*Exercise*.
Send back all the data below, exactly as given.

───── Data ─────

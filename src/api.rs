//! Public API surface for the report backend.
//!
//! This file consolidates the value objects that make up a group allotment
//! report. All types derive Serialize/Deserialize for JSON serialization and
//! are constructed fresh per report request; nothing here is shared across
//! requests.

use serde::{Deserialize, Serialize};

/// Fallback block name when the vendor omits `allotmentBlockName`.
pub const UNKNOWN_ALLOTMENT_NAME: &str = "Unknown Allotment";

/// Fallback group name when neither `groupName` nor `groupCode` is present.
pub const UNKNOWN_GROUP_NAME: &str = "Unknown Group";

/// Fallback group code when neither `groupCode` nor `groupName` is present.
pub const UNKNOWN_GROUP_CODE: &str = "Unknown Code";

/// Per-date, per-room-type inventory record.
#[derive(Debug, Clone, PartialEq, Serialize, Deserialize)]
pub struct RoomDateEntry {
    /// Vendor room-type identifier (compared as a string).
    pub room_type_id: String,
    /// Rooms set aside for the block on this date. Always >= 1 for retained
    /// entries; zero-allotted entries are skipped during normalization.
    pub block_allotted: i64,
    /// Confirmed rooms: the explicit vendor value when present, otherwise
    /// `block_allotted - block_remaining`.
    pub block_confirmed: i64,
    /// Unconfirmed rooms still held.
    pub block_remaining: i64,
    /// `block_confirmed / block_allotted` as a percentage, rounded to one
    /// decimal. Zero when nothing is allotted.
    pub pickup_percentage: f64,
    /// Nightly rate for this room type on this date.
    pub rate: f64,
}

/// All room-type entries for a single date, sorted by `room_type_id`.
#[derive(Debug, Clone, PartialEq, Serialize, Deserialize)]
pub struct DateBucket {
    /// ISO `YYYY-MM-DD` date string, taken verbatim from the vendor payload.
    pub date: String,
    pub room_types: Vec<RoomDateEntry>,
}

/// One allotment block after normalization.
#[derive(Debug, Clone, PartialEq, Serialize, Deserialize)]
pub struct NormalizedBlock {
    pub id: Option<String>,
    pub code: Option<String>,
    /// Block name, falling back to [`UNKNOWN_ALLOTMENT_NAME`].
    pub name: String,
    pub status: Option<String>,
    /// Date buckets sorted ascending by date.
    pub dates_data: Vec<DateBucket>,
    /// Sum of `block_allotted * rate` over every retained room-date entry.
    /// A ceiling estimate: confirmation status is ignored.
    pub forecasted_revenue: f64,
}

impl NormalizedBlock {
    /// The minimal fallback shape: identity fields only, no date detail, zero
    /// revenue. Used when a block's interval data is missing or unusable so
    /// the block still appears in the report.
    pub fn minimal(
        id: Option<String>,
        code: Option<String>,
        name: String,
        status: Option<String>,
    ) -> Self {
        Self {
            id,
            code,
            name,
            status,
            dates_data: Vec::new(),
            forecasted_revenue: 0.0,
        }
    }
}

/// A sales group and the allotment blocks assigned to it.
#[derive(Debug, Clone, PartialEq, Serialize, Deserialize)]
pub struct Group {
    pub code: String,
    pub name: String,
    /// Combined label shown in the UI: `"{name} ({code})"`.
    pub display_name: String,
    /// Blocks in the order they appeared in the vendor response.
    pub allotment_blocks: Vec<NormalizedBlock>,
    pub total_blocks: usize,
    pub total_forecasted_revenue: f64,
}

/// The report's requested date window. Opaque ISO strings echoed from the
/// request; the core never parses them.
#[derive(Debug, Clone, PartialEq, Serialize, Deserialize)]
pub struct DateRange {
    pub start_date: String,
    pub end_date: String,
}

/// Roll-up totals across all groups.
#[derive(Debug, Clone, PartialEq, Serialize, Deserialize)]
pub struct ReportSummary {
    pub total_groups: usize,
    pub total_allotment_blocks: usize,
    pub total_forecasted_revenue: f64,
}

/// Complete group allotment report as served to the frontend.
#[derive(Debug, Clone, PartialEq, Serialize, Deserialize)]
pub struct Report {
    pub date_range: DateRange,
    pub summary: ReportSummary,
    /// Groups sorted ascending by name.
    pub groups: Vec<Group>,
}
//! Data Transfer Objects for the HTTP API.
//!
//! The report value objects in [`crate::api`] already derive
//! Serialize/Deserialize and go over the wire as-is; this module adds the
//! response envelope, query types, and settings DTOs.

use serde::{Deserialize, Serialize};

pub use crate::api::Report;

/// Uniform response envelope for business routes.
///
/// Always serialized with HTTP 200; `success` tells the frontend which of
/// `data`/`error` is populated.
#[derive(Debug, Clone, Serialize, Deserialize)]
pub struct Envelope<T> {
    pub success: bool,
    #[serde(skip_serializing_if = "Option::is_none")]
    pub data: Option<T>,
    #[serde(skip_serializing_if = "Option::is_none")]
    pub error: Option<String>,
}

impl<T> Envelope<T> {
    pub fn ok(data: T) -> Self {
        Self {
            success: true,
            data: Some(data),
            error: None,
        }
    }

    pub fn err(message: impl Into<String>) -> Self {
        Self {
            success: false,
            data: None,
            error: Some(message.into()),
        }
    }
}

/// Health check response.
#[derive(Debug, Clone, Serialize, Deserialize)]
pub struct HealthResponse {
    pub status: String,
    pub version: String,
    /// Whether an API key is present in the local config.
    pub credentials_configured: bool,
}

/// Query parameters for the group allotment report.
#[derive(Debug, Clone, Serialize, Deserialize, Default)]
pub struct ReportQuery {
    #[serde(default)]
    pub start_date: Option<String>,
    #[serde(default)]
    pub end_date: Option<String>,
}

/// Query parameters for the reservations route. The parameter name follows
/// the vendor's camelCase spelling, which the frontend passes through.
#[derive(Debug, Clone, Serialize, Deserialize, Default)]
pub struct ReservationsQuery {
    #[serde(default, rename = "allotmentBlockCode")]
    pub allotment_block_code: Option<String>,
}

/// Query parameters for the connection test. When both fields are present
/// the probe uses them instead of the saved credentials, so the settings
/// page can test before saving.
#[derive(Debug, Clone, Serialize, Deserialize, Default)]
pub struct TestConnectionQuery {
    #[serde(default)]
    pub api_key: Option<String>,
    #[serde(default)]
    pub property_id: Option<String>,
}

/// Successful connection-test payload.
#[derive(Debug, Clone, Serialize, Deserialize)]
pub struct TestConnectionData {
    pub message: String,
    pub property_id: String,
    pub blocks_found: usize,
    pub date_range: String,
}

/// Stored settings as returned to the UI. The API key is masked; only its
/// tail is shown so the user can recognize which key is configured.
#[derive(Debug, Clone, Serialize, Deserialize)]
pub struct SettingsResponse {
    pub api_key_masked: String,
    pub property_id: String,
    pub configured: bool,
}

/// Request body for saving settings.
#[derive(Debug, Clone, Serialize, Deserialize)]
pub struct SaveSettingsRequest {
    #[serde(default)]
    pub api_key: String,
    #[serde(default)]
    pub property_id: String,
}

#[cfg(test)]
mod tests {
    use super::*;

    #[test]
    fn test_envelope_ok_omits_error_field() {
        let value = serde_json::to_value(Envelope::ok(42)).unwrap();
        assert_eq!(value["success"], true);
        assert_eq!(value["data"], 42);
        assert!(value.get("error").is_none());
    }

    #[test]
    fn test_envelope_err_omits_data_field() {
        let value = serde_json::to_value(Envelope::<()>::err("nope")).unwrap();
        assert_eq!(value["success"], false);
        assert_eq!(value["error"], "nope");
        assert!(value.get("data").is_none());
    }

    #[test]
    fn test_reservations_query_uses_vendor_spelling() {
        let q: ReservationsQuery =
            serde_json::from_str(r#"{"allotmentBlockCode": "GRP-1"}"#).unwrap();
        assert_eq!(q.allotment_block_code.as_deref(), Some("GRP-1"));
    }
}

─────

*Result*.
filename src/api.rs
//! Public API surface for the report backend.
//!
//! This file consolidates the value objects that make up a group allotment
//! report. All types derive Serialize/Deserialize for JSON serialization and
//! are constructed fresh per report request; nothing here is shared across
//! requests.

use serde::{Deserialize, Serialize};

/// Fallback block name when the vendor omits `allotmentBlockName`.
pub const UNKNOWN_ALLOTMENT_NAME: &str = "Unknown Allotment";

/// Fallback group name when neither `groupName` nor `groupCode` is present.
pub const UNKNOWN_GROUP_NAME: &str = "Unknown Group";

/// Fallback group code when neither `groupCode` nor `groupName` is present.
pub const UNKNOWN_GROUP_CODE: &str = "Unknown Code";

/// Per-date, per-room-type inventory record.
#[derive(Debug, Clone, PartialEq, Serialize, Deserialize)]
pub struct RoomDateEntry {
    /// Vendor room-type identifier (compared as a string).
    pub room_type_id: String,
    /// Rooms set aside for the block on this date. Always >= 1 for retained
    /// entries; zero-allotted entries are skipped during normalization.
    pub block_allotted: i64,
    /// Confirmed rooms: the explicit vendor value when present, otherwise
    /// `block_allotted - block_remaining`.
    pub block_confirmed: i64,
    /// Unconfirmed rooms still held.
    pub block_remaining: i64,
    /// `block_confirmed / block_allotted` as a percentage, rounded to one
    /// decimal. Zero when nothing is allotted.
    pub pickup_percentage: f64,
    /// Nightly rate for this room type on this date.
    pub rate: f64,
}

/// All room-type entries for a single date, sorted by `room_type_id`.
#[derive(Debug, Clone, PartialEq, Serialize, Deserialize)]
pub struct DateBucket {
    /// ISO `YYYY-MM-DD` date string, taken verbatim from the vendor payload.
    pub date: String,
    pub room_types: Vec<RoomDateEntry>,
}

/// One allotment block after normalization.
#[derive(Debug, Clone, PartialEq, Serialize, Deserialize)]
pub struct NormalizedBlock {
    pub id: Option<String>,
    pub code: Option<String>,
    /// Block name, falling back to [`UNKNOWN_ALLOTMENT_NAME`].
    pub name: String,
    pub status: Option<String>,
    /// Date buckets sorted ascending by date.
    pub dates_data: Vec<DateBucket>,
    /// Sum of `block_allotted * rate` over every retained room-date entry.
    /// A ceiling estimate: confirmation status is ignored.
    pub forecasted_revenue: f64,
}

impl NormalizedBlock {
    /// The minimal fallback shape: identity fields only, no date detail, zero
    /// revenue. Used when a block's interval data is missing or unusable so
    /// the block still appears in the report.
    pub fn minimal(
        id: Option<String>,
        code: Option<String>,
        name: String,
        status: Option<String>,
    ) -> Self {
        Self {
            id,
            code,
            name,
            status,
            dates_data: Vec::new(),
            forecasted_revenue: 0.0,
        }
    }
}

/// A sales group and the allotment blocks assigned to it.
#[derive(Debug, Clone, PartialEq, Serialize, Deserialize)]
pub struct Group {
    pub code: String,
    pub name: String,
    /// Combined label shown in the UI: `"{name} ({code})"`.
    pub display_name: String,
    /// Blocks in the order they appeared in the vendor response.
    pub allotment_blocks: Vec<NormalizedBlock>,
    pub total_blocks: usize,
    pub total_forecasted_revenue: f64,
}

/// The report's requested date window. Opaque ISO strings echoed from the
/// request; the core never parses them.
#[derive(Debug, Clone, PartialEq, Serialize, Deserialize)]
pub struct DateRange {
    pub start_date: String,
    pub end_date: String,
}

/// Roll-up totals across all groups.
#[derive(Debug, Clone, PartialEq, Serialize, Deserialize)]
pub struct ReportSummary {
    pub total_groups: usize,
    pub total_allotment_blocks: usize,
    pub total_forecasted_revenue: f64,
}

/// Complete group allotment report as served to the frontend.
#[derive(Debug, Clone, PartialEq, Serialize, Deserialize)]
pub struct Report {
    pub date_range: DateRange,
    pub summary: ReportSummary,
    /// Groups sorted ascending by name.
    pub groups: Vec<Group>,
}
//! Data Transfer Objects for the HTTP API.
//!
//! The report value objects in [`crate::api`] already derive
//! Serialize/Deserialize and go over the wire as-is; this module adds the
//! response envelope, query types, and settings DTOs.

use serde::{Deserialize, Serialize};

pub use crate::api::Report;

/// Uniform response envelope for business routes.
///
/// Always serialized with HTTP 200; `success` tells the frontend which of
/// `data`/`error` is populated.
#[derive(Debug, Clone, Serialize, Deserialize)]
pub struct Envelope<T> {
    pub success: bool,
    #[serde(skip_serializing_if = "Option::is_none")]
    pub data: Option<T>,
    #[serde(skip_serializing_if = "Option::is_none")]
    pub error: Option<String>,
}

impl<T> Envelope<T> {
    pub fn ok(data: T) -> Self {
        Self {
            success: true,
            data: Some(data),
            error: None,
        }
    }

    pub fn err(message: impl Into<String>) -> Self {
        Self {
            success: false,
            data: None,
            error: Some(message.into()),
        }
    }
}

/// Health check response.
#[derive(Debug, Clone, Serialize, Deserialize)]
pub struct HealthResponse {
    pub status: String,
    pub version: String,
    /// Whether an API key is present in the local config.
    pub credentials_configured: bool,
}

/// Query parameters for the group allotment report.
#[derive(Debug, Clone, Serialize, Deserialize, Default)]
pub struct ReportQuery {
    #[serde(default)]
    pub start_date: Option<String>,
    #[serde(default)]
    pub end_date: Option<String>,
}

/// Query parameters for the reservations route. The parameter name follows
/// the vendor's camelCase spelling, which the frontend passes through.
#[derive(Debug, Clone, Serialize, Deserialize, Default)]
pub struct ReservationsQuery {
    #[serde(default, rename = "allotmentBlockCode")]
    pub allotment_block_code: Option<String>,
}

/// Query parameters for the connection test. When both fields are present
/// the probe uses them instead of the saved credentials, so the settings
/// page can test before saving.
#[derive(Debug, Clone, Serialize, Deserialize, Default)]
pub struct TestConnectionQuery {
    #[serde(default)]
    pub api_key: Option<String>,
    #[serde(default)]
    pub property_id: Option<String>,
}

/// Successful connection-test payload.
#[derive(Debug, Clone, Serialize, Deserialize)]
pub struct TestConnectionData {
    pub message: String,
    pub property_id: String,
    pub blocks_found: usize,
    pub date_range: String,
}

/// Stored settings as returned to the UI. The API key is masked; only its
/// tail is shown so the user can recognize which key is configured.
#[derive(Debug, Clone, Serialize, Deserialize)]
pub struct SettingsResponse {
    pub api_key_masked: String,
    pub property_id: String,
    pub configured: bool,
}

/// Request body for saving settings.
#[derive(Debug, Clone, Serialize, Deserialize)]
pub struct SaveSettingsRequest {
    #[serde(default)]
    pub api_key: String,
    #[serde(default)]
    pub property_id: String,
}

#[cfg(test)]
mod tests {
    use super::*;

    #[test]
    fn test_envelope_ok_omits_error_field() {
        let value = serde_json::to_value(Envelope::ok(42)).unwrap();
        assert_eq!(value["success"], true);
        assert_eq!(value["data"], 42);
        assert!(value.get("error").is_none());
    }

    #[test]
    fn test_envelope_err_omits_data_field() {
        let value = serde_json::to_value(Envelope::<()>::err("nope")).unwrap();
        assert_eq!(value["success"], false);
        assert_eq!(value["error"], "nope");
        assert!(value.get("data").is_none());
    }

    #[test]
    fn test_reservations_query_uses_vendor_spelling() {
        let q: ReservationsQuery =
            serde_json::from_str(r#"{"allotmentBlockCode": "GRP-1"}"#).unwrap();
        assert_eq!(q.allotment_block_code.as_deref(), Some("GRP-1"));
    }
}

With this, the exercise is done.